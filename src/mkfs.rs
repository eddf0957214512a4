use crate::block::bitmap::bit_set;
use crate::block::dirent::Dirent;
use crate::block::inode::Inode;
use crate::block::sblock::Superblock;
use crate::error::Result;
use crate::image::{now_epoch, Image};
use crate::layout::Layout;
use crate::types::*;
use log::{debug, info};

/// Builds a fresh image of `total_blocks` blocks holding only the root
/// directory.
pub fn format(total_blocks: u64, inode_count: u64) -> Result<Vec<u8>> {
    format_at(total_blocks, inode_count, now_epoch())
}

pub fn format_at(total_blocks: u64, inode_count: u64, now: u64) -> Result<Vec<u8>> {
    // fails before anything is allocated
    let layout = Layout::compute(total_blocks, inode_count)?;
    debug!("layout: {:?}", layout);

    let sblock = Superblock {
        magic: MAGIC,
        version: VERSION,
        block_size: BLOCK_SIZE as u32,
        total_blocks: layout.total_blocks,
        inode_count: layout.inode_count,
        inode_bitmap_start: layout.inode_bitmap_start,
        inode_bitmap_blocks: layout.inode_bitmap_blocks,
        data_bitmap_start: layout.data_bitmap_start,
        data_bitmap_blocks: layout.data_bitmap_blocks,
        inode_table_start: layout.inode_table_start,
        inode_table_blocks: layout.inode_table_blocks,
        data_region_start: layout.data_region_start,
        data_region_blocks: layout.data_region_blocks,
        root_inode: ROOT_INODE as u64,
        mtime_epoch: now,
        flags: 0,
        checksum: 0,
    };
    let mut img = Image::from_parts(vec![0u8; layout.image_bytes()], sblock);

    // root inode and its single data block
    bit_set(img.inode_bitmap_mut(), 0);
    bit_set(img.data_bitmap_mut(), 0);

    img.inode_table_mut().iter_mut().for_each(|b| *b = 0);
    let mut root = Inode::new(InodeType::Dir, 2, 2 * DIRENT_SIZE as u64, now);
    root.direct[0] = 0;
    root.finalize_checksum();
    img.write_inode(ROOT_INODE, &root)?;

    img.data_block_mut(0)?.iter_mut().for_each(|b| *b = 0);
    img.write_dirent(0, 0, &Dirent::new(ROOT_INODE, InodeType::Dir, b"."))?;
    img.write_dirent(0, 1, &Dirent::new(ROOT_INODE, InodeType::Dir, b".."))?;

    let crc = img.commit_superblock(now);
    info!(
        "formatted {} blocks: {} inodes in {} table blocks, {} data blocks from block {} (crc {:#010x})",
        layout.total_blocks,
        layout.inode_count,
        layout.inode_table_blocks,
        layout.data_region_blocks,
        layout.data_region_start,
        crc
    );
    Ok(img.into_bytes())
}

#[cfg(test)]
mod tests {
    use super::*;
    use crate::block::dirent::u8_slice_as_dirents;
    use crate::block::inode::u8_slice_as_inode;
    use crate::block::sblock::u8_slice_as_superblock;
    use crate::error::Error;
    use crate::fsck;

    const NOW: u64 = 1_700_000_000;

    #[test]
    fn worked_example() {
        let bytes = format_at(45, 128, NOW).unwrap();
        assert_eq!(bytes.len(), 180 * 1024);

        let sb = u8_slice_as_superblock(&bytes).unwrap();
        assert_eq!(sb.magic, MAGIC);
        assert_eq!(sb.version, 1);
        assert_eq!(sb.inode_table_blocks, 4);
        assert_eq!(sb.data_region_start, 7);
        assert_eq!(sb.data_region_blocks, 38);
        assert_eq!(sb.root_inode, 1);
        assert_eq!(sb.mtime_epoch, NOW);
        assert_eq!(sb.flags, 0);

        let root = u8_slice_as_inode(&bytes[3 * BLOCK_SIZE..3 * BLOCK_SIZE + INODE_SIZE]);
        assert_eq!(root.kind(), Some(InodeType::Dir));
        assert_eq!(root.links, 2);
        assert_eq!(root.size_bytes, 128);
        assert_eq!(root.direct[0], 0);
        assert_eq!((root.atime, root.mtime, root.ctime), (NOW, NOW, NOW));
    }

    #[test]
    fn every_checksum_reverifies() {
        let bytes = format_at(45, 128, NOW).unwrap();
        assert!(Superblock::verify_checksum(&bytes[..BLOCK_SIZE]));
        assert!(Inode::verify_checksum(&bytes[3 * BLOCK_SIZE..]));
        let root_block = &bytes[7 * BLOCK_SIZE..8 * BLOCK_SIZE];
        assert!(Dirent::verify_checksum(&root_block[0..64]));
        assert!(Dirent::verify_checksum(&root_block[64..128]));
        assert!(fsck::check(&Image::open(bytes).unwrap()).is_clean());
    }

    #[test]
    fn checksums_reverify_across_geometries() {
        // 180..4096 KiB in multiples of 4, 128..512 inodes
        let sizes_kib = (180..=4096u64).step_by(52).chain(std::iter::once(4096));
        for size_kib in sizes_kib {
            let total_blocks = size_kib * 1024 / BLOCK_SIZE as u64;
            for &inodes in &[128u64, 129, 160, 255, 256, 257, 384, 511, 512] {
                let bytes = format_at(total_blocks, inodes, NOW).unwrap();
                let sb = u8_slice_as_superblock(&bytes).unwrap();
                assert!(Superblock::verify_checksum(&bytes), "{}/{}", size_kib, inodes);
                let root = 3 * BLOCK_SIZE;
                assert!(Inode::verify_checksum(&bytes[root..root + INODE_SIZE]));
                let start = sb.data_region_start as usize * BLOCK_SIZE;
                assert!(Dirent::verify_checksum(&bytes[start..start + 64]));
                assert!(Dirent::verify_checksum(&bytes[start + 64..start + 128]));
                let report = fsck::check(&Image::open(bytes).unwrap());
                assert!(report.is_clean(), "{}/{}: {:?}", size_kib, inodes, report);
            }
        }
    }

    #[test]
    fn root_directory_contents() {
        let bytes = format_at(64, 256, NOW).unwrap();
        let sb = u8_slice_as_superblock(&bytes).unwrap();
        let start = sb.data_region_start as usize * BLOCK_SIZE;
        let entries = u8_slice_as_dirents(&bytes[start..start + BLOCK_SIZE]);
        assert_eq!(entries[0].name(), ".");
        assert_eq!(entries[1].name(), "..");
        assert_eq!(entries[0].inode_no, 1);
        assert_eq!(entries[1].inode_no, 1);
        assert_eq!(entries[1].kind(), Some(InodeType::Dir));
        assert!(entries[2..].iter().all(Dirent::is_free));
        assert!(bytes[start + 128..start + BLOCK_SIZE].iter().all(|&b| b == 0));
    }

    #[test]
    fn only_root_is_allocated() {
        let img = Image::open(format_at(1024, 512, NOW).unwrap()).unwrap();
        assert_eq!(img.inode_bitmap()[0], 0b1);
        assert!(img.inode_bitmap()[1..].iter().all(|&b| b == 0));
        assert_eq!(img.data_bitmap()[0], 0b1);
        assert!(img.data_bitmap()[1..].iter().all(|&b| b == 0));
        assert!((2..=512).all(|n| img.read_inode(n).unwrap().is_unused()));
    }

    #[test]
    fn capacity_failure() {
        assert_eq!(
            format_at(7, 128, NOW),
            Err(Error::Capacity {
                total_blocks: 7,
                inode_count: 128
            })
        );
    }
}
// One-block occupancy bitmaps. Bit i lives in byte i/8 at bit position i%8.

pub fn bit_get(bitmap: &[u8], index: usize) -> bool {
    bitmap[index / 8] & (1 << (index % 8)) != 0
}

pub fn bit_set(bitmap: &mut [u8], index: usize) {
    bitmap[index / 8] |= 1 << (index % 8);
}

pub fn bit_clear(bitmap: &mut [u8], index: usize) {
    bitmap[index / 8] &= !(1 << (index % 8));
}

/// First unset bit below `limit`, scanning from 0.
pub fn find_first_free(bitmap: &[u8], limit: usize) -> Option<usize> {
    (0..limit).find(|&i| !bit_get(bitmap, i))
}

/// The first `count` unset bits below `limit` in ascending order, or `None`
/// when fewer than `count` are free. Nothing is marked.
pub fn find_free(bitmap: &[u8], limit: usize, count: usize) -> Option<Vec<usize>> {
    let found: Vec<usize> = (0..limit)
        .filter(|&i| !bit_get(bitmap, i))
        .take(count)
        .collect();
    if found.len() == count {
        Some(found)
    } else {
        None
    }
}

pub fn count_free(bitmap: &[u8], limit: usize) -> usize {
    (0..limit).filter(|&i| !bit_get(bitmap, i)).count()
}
......
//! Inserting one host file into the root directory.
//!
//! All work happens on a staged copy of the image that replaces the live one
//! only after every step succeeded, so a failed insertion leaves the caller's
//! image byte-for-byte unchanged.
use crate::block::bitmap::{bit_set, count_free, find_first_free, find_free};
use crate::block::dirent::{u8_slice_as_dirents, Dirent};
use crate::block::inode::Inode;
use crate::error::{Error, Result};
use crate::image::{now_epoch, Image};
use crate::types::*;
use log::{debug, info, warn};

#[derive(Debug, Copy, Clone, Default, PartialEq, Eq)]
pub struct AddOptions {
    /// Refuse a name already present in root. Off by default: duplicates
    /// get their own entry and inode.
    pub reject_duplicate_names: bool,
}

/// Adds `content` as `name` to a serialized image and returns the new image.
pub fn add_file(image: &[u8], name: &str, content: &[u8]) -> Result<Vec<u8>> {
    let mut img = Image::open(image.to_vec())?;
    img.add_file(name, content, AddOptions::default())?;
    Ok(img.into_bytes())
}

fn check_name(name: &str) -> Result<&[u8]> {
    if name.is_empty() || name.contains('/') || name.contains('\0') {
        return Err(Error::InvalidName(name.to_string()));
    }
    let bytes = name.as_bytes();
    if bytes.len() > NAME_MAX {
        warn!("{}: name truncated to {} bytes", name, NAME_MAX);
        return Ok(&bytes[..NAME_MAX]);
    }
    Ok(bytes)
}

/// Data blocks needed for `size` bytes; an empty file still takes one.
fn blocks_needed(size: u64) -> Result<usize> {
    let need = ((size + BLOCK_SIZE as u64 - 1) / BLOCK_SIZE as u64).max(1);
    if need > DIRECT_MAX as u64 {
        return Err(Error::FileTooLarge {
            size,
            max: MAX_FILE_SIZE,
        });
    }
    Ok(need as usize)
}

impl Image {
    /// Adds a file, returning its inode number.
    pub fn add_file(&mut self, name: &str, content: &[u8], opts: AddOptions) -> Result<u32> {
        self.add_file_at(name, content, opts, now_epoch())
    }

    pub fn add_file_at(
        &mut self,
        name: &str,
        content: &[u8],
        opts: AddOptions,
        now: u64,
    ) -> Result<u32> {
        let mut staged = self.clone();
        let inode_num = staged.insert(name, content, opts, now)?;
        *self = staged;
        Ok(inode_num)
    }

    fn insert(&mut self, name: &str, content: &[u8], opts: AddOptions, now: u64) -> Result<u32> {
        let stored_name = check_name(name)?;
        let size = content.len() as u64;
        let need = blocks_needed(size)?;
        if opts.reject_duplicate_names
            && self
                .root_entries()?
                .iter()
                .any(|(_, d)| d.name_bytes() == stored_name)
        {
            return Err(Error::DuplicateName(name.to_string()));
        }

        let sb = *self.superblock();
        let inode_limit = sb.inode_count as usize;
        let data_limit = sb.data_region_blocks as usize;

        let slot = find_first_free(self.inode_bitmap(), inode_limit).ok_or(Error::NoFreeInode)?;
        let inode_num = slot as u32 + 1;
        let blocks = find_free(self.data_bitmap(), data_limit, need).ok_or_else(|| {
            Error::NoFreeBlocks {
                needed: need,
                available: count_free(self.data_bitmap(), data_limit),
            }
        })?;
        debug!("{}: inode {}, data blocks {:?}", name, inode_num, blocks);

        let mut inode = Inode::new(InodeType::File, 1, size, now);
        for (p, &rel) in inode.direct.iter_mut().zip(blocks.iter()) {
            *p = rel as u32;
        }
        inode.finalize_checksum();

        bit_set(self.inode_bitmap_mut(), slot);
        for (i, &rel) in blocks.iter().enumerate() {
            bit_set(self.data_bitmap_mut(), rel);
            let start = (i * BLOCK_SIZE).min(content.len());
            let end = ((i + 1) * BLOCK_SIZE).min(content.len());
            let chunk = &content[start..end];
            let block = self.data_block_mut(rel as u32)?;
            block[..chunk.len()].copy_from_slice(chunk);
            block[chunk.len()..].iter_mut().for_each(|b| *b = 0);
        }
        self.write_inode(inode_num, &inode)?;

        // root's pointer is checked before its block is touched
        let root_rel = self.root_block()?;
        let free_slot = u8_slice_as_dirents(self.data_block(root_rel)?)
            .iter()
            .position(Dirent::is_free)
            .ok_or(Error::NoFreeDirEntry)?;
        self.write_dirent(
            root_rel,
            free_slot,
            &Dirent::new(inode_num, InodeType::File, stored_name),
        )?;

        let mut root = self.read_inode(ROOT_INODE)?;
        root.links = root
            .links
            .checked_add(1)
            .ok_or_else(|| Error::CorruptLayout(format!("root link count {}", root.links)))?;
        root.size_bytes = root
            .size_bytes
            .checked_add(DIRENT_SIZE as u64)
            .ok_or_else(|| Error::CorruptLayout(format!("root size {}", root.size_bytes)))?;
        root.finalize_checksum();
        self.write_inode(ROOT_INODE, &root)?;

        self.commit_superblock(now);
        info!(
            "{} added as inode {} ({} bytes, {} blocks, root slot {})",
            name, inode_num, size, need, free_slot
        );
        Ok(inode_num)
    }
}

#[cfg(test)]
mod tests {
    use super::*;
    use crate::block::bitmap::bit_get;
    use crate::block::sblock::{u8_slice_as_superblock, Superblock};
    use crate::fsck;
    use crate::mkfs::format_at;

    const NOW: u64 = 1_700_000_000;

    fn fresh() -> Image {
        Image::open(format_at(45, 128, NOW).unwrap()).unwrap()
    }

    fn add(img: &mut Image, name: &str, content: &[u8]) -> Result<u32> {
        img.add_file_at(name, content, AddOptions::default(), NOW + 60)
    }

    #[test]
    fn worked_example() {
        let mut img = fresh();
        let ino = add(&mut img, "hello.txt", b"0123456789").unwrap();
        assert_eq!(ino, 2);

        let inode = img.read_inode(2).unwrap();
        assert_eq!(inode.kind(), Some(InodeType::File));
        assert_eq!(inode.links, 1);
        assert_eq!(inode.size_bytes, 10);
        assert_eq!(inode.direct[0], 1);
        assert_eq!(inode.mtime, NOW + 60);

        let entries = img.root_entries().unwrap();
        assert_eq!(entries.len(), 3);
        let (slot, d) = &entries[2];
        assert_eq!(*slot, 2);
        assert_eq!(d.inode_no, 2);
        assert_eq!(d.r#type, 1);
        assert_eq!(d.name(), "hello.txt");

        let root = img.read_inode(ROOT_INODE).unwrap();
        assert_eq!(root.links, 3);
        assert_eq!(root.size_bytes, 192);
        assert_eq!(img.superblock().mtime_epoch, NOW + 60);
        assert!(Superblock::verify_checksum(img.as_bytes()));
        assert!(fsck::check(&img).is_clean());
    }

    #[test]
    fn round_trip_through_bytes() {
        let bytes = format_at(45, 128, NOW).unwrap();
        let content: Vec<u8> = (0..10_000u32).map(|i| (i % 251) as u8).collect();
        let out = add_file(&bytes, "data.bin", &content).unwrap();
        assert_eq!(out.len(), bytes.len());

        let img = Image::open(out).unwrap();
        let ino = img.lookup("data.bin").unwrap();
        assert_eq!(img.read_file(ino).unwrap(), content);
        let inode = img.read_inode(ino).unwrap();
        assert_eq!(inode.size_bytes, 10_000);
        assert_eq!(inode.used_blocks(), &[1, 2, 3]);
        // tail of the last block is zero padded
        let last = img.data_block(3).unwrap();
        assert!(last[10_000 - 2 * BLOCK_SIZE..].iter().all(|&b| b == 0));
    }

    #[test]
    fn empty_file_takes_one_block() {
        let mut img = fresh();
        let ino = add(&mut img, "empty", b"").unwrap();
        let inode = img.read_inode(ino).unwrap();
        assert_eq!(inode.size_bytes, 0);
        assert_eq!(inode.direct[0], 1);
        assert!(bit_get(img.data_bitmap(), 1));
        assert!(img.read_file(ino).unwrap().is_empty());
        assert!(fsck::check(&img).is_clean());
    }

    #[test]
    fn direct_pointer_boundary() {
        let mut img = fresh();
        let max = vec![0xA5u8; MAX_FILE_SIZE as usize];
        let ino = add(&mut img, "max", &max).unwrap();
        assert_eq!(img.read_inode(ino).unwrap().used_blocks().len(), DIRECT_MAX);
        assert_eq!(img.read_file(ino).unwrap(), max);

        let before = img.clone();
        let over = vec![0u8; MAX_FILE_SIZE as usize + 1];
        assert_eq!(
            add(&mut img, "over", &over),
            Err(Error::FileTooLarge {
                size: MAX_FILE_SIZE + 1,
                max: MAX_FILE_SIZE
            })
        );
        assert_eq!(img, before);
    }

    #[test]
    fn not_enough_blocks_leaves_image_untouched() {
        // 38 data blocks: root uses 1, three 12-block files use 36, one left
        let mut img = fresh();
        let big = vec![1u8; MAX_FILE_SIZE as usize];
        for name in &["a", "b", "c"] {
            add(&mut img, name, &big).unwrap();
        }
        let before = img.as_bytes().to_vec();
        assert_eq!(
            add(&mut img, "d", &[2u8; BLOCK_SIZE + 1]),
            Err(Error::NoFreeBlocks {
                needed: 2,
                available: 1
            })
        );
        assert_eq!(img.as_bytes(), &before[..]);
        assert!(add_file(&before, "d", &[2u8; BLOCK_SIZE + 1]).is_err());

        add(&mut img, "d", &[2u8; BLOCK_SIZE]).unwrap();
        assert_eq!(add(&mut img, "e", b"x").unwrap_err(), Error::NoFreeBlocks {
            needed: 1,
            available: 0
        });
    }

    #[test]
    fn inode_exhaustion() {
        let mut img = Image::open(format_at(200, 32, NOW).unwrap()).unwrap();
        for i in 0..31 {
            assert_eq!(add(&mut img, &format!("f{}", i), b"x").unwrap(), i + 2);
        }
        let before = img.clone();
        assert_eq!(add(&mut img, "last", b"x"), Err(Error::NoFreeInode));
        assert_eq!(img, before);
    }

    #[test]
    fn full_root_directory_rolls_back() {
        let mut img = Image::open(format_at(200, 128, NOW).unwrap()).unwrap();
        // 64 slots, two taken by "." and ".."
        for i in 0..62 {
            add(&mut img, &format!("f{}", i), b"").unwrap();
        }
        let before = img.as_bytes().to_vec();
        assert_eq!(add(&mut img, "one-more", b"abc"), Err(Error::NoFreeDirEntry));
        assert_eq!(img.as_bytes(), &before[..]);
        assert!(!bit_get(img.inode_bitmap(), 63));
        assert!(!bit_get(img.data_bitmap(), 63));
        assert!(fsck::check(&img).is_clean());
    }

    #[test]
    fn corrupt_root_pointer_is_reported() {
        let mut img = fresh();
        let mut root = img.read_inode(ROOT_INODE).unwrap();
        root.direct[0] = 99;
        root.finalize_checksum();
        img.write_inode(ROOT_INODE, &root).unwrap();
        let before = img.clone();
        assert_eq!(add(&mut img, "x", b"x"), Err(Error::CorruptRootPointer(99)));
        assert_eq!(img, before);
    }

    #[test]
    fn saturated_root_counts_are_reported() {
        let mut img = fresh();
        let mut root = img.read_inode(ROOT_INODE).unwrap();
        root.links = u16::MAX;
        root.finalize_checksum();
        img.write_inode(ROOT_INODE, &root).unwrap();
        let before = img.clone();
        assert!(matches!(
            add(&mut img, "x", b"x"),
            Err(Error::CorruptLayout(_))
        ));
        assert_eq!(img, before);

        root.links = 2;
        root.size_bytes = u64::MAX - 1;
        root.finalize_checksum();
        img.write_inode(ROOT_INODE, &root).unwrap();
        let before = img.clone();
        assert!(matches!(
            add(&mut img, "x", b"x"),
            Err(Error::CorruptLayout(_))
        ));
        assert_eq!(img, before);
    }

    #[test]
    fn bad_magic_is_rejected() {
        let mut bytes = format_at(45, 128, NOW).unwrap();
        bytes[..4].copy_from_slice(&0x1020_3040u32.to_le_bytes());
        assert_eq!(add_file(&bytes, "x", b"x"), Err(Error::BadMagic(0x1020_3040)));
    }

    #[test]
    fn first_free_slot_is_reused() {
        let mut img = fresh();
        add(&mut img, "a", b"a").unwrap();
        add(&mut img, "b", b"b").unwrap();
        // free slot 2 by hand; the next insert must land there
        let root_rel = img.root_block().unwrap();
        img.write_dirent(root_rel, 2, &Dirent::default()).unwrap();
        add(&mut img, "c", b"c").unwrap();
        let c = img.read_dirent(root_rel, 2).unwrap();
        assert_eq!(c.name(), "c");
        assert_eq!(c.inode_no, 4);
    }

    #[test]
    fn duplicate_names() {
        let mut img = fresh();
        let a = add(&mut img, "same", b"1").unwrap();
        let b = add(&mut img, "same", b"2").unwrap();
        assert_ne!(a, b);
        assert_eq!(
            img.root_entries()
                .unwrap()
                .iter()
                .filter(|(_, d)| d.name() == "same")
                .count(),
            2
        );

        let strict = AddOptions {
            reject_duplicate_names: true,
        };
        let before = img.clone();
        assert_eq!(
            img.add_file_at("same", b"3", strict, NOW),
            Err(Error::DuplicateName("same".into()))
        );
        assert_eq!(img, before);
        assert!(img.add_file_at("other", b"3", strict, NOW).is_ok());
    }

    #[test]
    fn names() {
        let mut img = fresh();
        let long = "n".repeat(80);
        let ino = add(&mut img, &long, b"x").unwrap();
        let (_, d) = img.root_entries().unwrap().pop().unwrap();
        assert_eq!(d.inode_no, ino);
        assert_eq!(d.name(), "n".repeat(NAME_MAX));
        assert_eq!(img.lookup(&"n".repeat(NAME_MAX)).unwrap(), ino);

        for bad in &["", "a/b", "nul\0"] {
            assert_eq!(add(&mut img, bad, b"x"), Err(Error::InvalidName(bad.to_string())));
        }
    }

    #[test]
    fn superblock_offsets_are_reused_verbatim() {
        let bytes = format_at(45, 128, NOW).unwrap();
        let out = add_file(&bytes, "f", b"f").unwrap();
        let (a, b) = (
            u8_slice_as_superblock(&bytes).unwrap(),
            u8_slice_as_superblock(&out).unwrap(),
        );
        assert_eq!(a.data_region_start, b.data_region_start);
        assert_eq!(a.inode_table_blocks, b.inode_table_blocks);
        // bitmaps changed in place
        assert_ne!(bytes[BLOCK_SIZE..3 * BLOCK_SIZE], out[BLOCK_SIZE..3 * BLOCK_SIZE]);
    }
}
......
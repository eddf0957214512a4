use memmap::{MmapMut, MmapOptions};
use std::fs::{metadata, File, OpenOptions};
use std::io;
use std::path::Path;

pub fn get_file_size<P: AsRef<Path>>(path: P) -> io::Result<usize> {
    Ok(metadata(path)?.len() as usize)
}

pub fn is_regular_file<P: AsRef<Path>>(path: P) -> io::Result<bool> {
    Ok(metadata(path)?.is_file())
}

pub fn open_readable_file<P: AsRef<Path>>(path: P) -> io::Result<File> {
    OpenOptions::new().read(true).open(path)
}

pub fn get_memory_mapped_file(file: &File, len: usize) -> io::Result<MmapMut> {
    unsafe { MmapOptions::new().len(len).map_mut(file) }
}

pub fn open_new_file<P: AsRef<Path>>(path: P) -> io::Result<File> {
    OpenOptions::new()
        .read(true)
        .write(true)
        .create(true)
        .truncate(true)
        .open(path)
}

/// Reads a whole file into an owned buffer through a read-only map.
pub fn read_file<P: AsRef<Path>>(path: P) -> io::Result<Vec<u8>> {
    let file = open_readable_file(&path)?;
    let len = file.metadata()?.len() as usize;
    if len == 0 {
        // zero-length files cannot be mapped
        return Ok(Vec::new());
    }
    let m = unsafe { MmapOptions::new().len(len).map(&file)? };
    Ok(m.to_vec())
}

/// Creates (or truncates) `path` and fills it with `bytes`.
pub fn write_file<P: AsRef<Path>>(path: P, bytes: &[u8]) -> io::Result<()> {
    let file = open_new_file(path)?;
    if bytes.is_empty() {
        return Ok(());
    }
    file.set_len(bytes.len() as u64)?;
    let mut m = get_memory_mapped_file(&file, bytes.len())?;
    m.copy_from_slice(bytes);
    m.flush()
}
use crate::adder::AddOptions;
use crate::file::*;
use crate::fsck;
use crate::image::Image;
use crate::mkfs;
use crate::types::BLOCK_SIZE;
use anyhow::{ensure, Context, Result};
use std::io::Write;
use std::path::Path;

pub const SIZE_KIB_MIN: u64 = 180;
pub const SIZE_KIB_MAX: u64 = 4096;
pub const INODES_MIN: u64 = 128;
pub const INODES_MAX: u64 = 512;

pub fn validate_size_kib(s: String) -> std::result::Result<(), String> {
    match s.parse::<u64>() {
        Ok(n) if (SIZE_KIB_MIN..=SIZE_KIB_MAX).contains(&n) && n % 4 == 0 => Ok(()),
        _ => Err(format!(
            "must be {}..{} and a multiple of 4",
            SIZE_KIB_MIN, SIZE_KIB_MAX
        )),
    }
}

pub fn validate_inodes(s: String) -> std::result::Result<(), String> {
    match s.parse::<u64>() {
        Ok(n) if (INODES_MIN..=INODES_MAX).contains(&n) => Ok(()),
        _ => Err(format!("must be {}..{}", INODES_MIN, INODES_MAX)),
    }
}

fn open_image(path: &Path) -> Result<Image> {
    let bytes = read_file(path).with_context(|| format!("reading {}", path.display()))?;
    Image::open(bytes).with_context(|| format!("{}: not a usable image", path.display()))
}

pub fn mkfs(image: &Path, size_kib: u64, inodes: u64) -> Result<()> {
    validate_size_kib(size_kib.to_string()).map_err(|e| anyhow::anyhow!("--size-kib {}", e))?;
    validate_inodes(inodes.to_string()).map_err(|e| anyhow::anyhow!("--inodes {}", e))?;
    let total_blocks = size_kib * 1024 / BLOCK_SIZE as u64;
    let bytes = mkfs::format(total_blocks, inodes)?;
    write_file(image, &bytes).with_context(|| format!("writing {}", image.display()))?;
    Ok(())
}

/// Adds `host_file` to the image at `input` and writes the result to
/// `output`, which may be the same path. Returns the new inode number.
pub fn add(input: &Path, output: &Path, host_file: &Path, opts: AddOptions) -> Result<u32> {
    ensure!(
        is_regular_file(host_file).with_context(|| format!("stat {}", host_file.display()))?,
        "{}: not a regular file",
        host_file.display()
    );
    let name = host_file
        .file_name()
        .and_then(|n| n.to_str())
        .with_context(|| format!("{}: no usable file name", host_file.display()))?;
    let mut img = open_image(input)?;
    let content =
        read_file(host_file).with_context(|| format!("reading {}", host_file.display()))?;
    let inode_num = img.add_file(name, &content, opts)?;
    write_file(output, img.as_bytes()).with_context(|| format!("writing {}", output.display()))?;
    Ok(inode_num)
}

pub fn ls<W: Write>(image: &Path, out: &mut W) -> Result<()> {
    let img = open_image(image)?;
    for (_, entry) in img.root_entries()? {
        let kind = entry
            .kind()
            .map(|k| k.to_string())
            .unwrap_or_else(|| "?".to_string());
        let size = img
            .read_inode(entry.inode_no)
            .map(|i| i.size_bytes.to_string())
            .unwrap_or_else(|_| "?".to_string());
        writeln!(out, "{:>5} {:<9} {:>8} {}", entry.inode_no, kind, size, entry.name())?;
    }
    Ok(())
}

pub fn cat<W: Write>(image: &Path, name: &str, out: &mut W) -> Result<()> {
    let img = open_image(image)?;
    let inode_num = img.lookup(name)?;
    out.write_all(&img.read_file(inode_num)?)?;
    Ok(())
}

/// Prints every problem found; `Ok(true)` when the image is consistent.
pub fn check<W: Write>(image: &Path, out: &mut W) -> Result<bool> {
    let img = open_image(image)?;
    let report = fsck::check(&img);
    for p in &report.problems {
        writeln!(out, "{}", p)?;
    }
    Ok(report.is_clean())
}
......
**What you will do**
Set down only the lines above that fall between the line holding "OpenOptions::new().read(true).open(path)" and the line holding "and a multiple", inclusive, keeping each exact.

**Solved problem**
    OpenOptions::new().read(true).open(path)
}

pub fn get_memory_mapped_file(file: &File, len: usize) -> io::Result<MmapMut> {
    unsafe { MmapOptions::new().len(len).map_mut(file) }
}

pub fn open_new_file<P: AsRef<Path>>(path: P) -> io::Result<File> {
    OpenOptions::new()
        .read(true)
        .write(true)
        .create(true)
        .truncate(true)
        .open(path)
}

/// Reads a whole file into an owned buffer through a read-only map.
pub fn read_file<P: AsRef<Path>>(path: P) -> io::Result<Vec<u8>> {
    let file = open_readable_file(&path)?;
    let len = file.metadata()?.len() as usize;
    if len == 0 {
        // zero-length files cannot be mapped
        return Ok(Vec::new());
    }
    let m = unsafe { MmapOptions::new().len(len).map(&file)? };
    Ok(m.to_vec())
}

/// Creates (or truncates) `path` and fills it with `bytes`.
pub fn write_file<P: AsRef<Path>>(path: P, bytes: &[u8]) -> io::Result<()> {
    let file = open_new_file(path)?;
    if bytes.is_empty() {
        return Ok(());
    }
    file.set_len(bytes.len() as u64)?;
    let mut m = get_memory_mapped_file(&file, bytes.len())?;
    m.copy_from_slice(bytes);
    m.flush()
}
use crate::adder::AddOptions;
use crate::file::*;
use crate::fsck;
use crate::image::Image;
use crate::mkfs;
use crate::types::BLOCK_SIZE;
use anyhow::{ensure, Context, Result};
use std::io::Write;
use std::path::Path;

pub const SIZE_KIB_MIN: u64 = 180;
pub const SIZE_KIB_MAX: u64 = 4096;
pub const INODES_MIN: u64 = 128;
pub const INODES_MAX: u64 = 512;

pub fn validate_size_kib(s: String) -> std::result::Result<(), String> {
    match s.parse::<u64>() {
        Ok(n) if (SIZE_KIB_MIN..=SIZE_KIB_MAX).contains(&n) && n % 4 == 0 => Ok(()),
        _ => Err(format!(
            "must be {}..{} and a multiple of 4",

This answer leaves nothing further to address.